Where does Adelaide go from here? Well, coach Don Pyke might as well throw a couple of mothballs into the cotton wool those injured stars are wrapped in, because rushing any back seems a somewhat pointless exercise now.

I’m not as worried as some about the Crows’ capacity to bounce back. If ever there was a season in which the footy gods have failed to smile on a particular team, it’s this one.

Sorting out those lingering resentments from the much-discussed camp should probably be the highest priority. Yes, Adelaide has the second-oldest list in the competition, but with an average age of 24.5, it’s hardly ancient, and even the oldest couple of Crows, Eddie Betts and Richard Douglas, are still playing good football when fit and have another couple of seasons left in them.

Adelaide will feel cursed. Essendon, on the other hand, can really only curse itself.

But for one belting at the hands of Richmond (and who aren’t the Tigers belting these days), the Bombers have been pretty good ever since their round eight loss to Carlton, which left them 2-6 and preceded the sacking of assistant coach Mark Neeld.

That perilous state of affairs, however, simply left the Dons with too much ground to make up, which will only heighten the sense of frustration should they maintain this level over the final seven rounds.

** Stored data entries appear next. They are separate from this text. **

use std::fs;
use std::path::Path;

use assert_cmd::cargo::cargo_bin_cmd;
use predicates::prelude::*;
use serde_json::{Value, json};
use tempfile::tempdir;
use wiremock::matchers::{body_json, header, method, path};
use wiremock::{Mock, MockServer, ResponseTemplate};

fn read_session(home: &Path) -> Value {
    let contents = fs::read_to_string(home.join("session.json")).unwrap();
    serde_json::from_str(&contents).unwrap()
}

fn write_session(home: &Path, session: &Value) {
    fs::write(home.join("session.json"), session.to_string()).unwrap();
}

#[tokio::test]
async fn test_login_stores_token_and_variant() {
    let server = MockServer::start().await;
    Mock::given(method("POST"))
        .and(path("/api/login"))
        .and(body_json(json!({"username": "alice", "password": "secret1"})))
        .respond_with(ResponseTemplate::new(200).set_body_json(json!({
            "token": "tok-123",
            "user": {"id": "1", "username": "alice"}
        })))
        .expect(1)
        .mount(&server)
        .await;
    Mock::given(method("GET"))
        .and(path("/api/me"))
        .and(header("authorization", "Bearer tok-123"))
        .respond_with(
            ResponseTemplate::new(200)
                .set_body_json(json!({"user": {"id": "1", "username": "alice"}})),
        )
        .mount(&server)
        .await;

    let home = tempdir().unwrap();
    cargo_bin_cmd!("todo-hive")
        .env("TODO_HIVE_HOME", home.path())
        .args(["--base-url", &server.uri()])
        .args(["login", "--username", "alice", "--password", "secret1"])
        .assert()
        .success()
        .stdout(predicate::str::contains("Logged in as alice (Worker B backend)"));

    let session = read_session(home.path());
    assert_eq!(session["auth_token"], "tok-123");
    assert_eq!(session["backend_type"], "worker_b");
}

#[tokio::test]
async fn test_login_reads_password_from_stdin() {
    let server = MockServer::start().await;
    Mock::given(method("POST"))
        .and(path("/api/login"))
        .and(body_json(json!({"username": "bob", "password": "hunter22"})))
        .respond_with(ResponseTemplate::new(200).set_body_json(json!({"token": "t-a"})))
        .expect(1)
        .mount(&server)
        .await;
    Mock::given(method("GET"))
        .and(path("/api/todos"))
        .respond_with(ResponseTemplate::new(200).set_body_json(json!({"todos": []})))
        .mount(&server)
        .await;

    let home = tempdir().unwrap();
    cargo_bin_cmd!("todo-hive")
        .env("TODO_HIVE_HOME", home.path())
        .env("TODO_HIVE_BASE_URL", server.uri())
        .args(["login", "--username", "bob"])
        .write_stdin("hunter22\n")
        .assert()
        .success()
        .stdout(predicate::str::contains("Worker A backend"));

    assert_eq!(read_session(home.path())["backend_type"], "worker_a");
}

#[tokio::test]
async fn test_login_with_empty_password_makes_no_request() {
    let server = MockServer::start().await;
    Mock::given(method("POST"))
        .and(path("/api/login"))
        .respond_with(ResponseTemplate::new(200).set_body_json(json!({"token": "t"})))
        .expect(0)
        .mount(&server)
        .await;

    let home = tempdir().unwrap();
    cargo_bin_cmd!("todo-hive")
        .env("TODO_HIVE_HOME", home.path())
        .args(["--base-url", &server.uri()])
        .args(["login", "--username", "alice"])
        .write_stdin("\n")
        .assert()
        .failure()
        .stderr(predicate::str::contains(
            "Please enter a username and password",
        ));

    assert!(!home.path().join("session.json").exists());
}

#[tokio::test]
async fn test_login_failure_shows_server_message() {
    let server = MockServer::start().await;
    Mock::given(method("POST"))
        .and(path("/api/login"))
        .respond_with(
            ResponseTemplate::new(401)
                .set_body_json(json!({"error": "Invalid username or password"})),
        )
        .mount(&server)
        .await;

    let home = tempdir().unwrap();
    cargo_bin_cmd!("todo-hive")
        .env("TODO_HIVE_HOME", home.path())
        .args(["--base-url", &server.uri()])
        .args(["login", "--username", "alice", "--password", "wrong-pass"])
        .assert()
        .failure()
        .stderr(predicate::str::contains("Invalid username or password"));
}

#[tokio::test]
async fn test_register_acknowledged_keeps_session_anonymous() {
    let server = MockServer::start().await;
    Mock::given(method("POST"))
        .and(path("/api/register"))
        .respond_with(
            ResponseTemplate::new(201)
                .set_body_json(json!({"message": "User registered successfully"})),
        )
        .expect(1)
        .mount(&server)
        .await;

    let home = tempdir().unwrap();
    cargo_bin_cmd!("todo-hive")
        .env("TODO_HIVE_HOME", home.path())
        .args(["--base-url", &server.uri()])
        .args(["register", "--username", "carol", "--password", "secret1"])
        .assert()
        .success()
        .stdout(predicate::str::contains("Registered carol"))
        .stdout(predicate::str::contains("todo-hive login"));

    let session = read_session(home.path());
    assert!(session.get("auth_token").is_none());
    assert_eq!(session["backend_type"], "worker_a");
}

#[test]
fn test_logout_clears_token_but_keeps_variant() {
    let home = tempdir().unwrap();
    write_session(
        home.path(),
        &json!({"auth_token": "tok", "backend_type": "worker_b"}),
    );

    cargo_bin_cmd!("todo-hive")
        .env("TODO_HIVE_HOME", home.path())
        .arg("logout")
        .assert()
        .success()
        .stdout(predicate::str::contains("Logged out"));

    let session = read_session(home.path());
    assert!(session.get("auth_token").is_none());
    assert_eq!(session["backend_type"], "worker_b");
}

#[test]
fn test_logout_forget_backend_removes_session_file() {
    let home = tempdir().unwrap();
    write_session(
        home.path(),
        &json!({"auth_token": "tok", "backend_type": "worker_b"}),
    );

    cargo_bin_cmd!("todo-hive")
        .env("TODO_HIVE_HOME", home.path())
        .args(["logout", "--forget-backend"])
        .assert()
        .success()
        .stdout(predicate::str::contains("Backend detection reset"));

    assert!(!home.path().join("session.json").exists());
}

#[test]
fn test_token_show_without_session_fails() {
    let home = tempdir().unwrap();

    cargo_bin_cmd!("todo-hive")
        .env("TODO_HIVE_HOME", home.path())
        .args(["token", "show"])
        .assert()
        .failure()
        .stderr(predicate::str::contains("Not logged in"));
}

#[test]
fn test_token_show_prints_stored_token() {
    let home = tempdir().unwrap();
    write_session(home.path(), &json!({"auth_token": "tok-xyz"}));

    cargo_bin_cmd!("todo-hive")
        .env("TODO_HIVE_HOME", home.path())
        .args(["token", "show"])
        .assert()
        .success()
        .stdout(predicate::str::diff("tok-xyz\n"));
}

#[tokio::test]
async fn test_whoami_with_rejected_token_clears_session() {
    let server = MockServer::start().await;
    Mock::given(method("GET"))
        .and(path("/api/me"))
        .respond_with(ResponseTemplate::new(401).set_body_json(json!({"error": "Invalid token"})))
        .mount(&server)
        .await;

    let home = tempdir().unwrap();
    write_session(
        home.path(),
        &json!({"auth_token": "stale", "backend_type": "worker_b"}),
    );

    cargo_bin_cmd!("todo-hive")
        .env("TODO_HIVE_HOME", home.path())
        .args(["--base-url", &server.uri()])
        .arg("whoami")
        .assert()
        .failure()
        .stderr(predicate::str::contains("Invalid token"));

    assert!(read_session(home.path()).get("auth_token").is_none());
}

Wins over Geelong, Greater Western Sydney, West Coast in Perth and North Melbourne have shown Essendon is capable enough against the better teams. That said, the last term against Collingwood on Sunday probably also confirmed there is still enough of a gap between them and the best.

There’s little doubt the Bombers copped the worse end of the umpiring on Sunday (in fact over the past three games they’ve conceded 81 free kicks and won just 45) but that wasn’t the difference between defeat and victory.

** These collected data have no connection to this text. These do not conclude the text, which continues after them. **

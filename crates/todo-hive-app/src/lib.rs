//! Application controller for todo-hive front-ends.
//!
//! The controller follows an update/effect split:
//! - `update(state, event)` is the only place state changes
//! - effects describe I/O for the runtime to perform
//! - results come back as events
//! - `render` turns state into a view-model

pub mod clipboard;
pub mod effects;
pub mod events;
pub mod render;
pub mod runtime;
pub mod state;
pub mod update;

pub use effects::UiEffect;
pub use events::{EffectError, UiEvent};
pub use runtime::Runtime;
pub use state::{AppState, View};
pub use update::update;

As big an improvement as the midfield group headed by Dyson Heppell, Devon Smith and Zach Merrett has made over the last couple of months, and as good as they were for three quarters against the Pies, it was Collingwood’s on-ballers who held sway in the final term with the game up for grabs.

Skipper Scott Pendlebury went to another level in that quarter, and he, 200-gamer Steele Sidebottom and Taylor Adams continually won the takeaways, the Pies as a result dominating territory and booting five of the last six goals of the game.

Essendon’s midfield doesn’t bat as deep as Collingwood’s, and neither is it as settled. It could be yet, though, given the addition of the injured David Zaharakis and Orazio Fantasia, whose late withdrawal on Sunday was a huge blow, and the continued development of Andrew McGrath, terrific against the Pies, and Kyle Langford, quiet after a string of good games.

Too late for this year, though, given the leeway which now exists, and games still to come against Sydney, the Hawks, Richmond and Port Adelaide away.

All the more reason to curse that wasted early part of 2018, when the Dons lost to Fremantle, the Western Bulldogs, Hawthorn and then infamously to Carlton, still the Blues’ only win for the season.

Just two teams outside the eight – North Melbourne and GWS – now have realistic chances of forcing their way in. And even the Giants, who pushed West Coast all the way in Perth but still fell short, could conceivably struggle, with a tougher draw than either the Roos or Hawthorn, the two sides immediately above them.

So with the finish line just coming into view on the horizon, 18 has effectively become 10. The problem, of course, for nine of those still in the running, is that the leader of this race after the weekend looks to be even further out in front.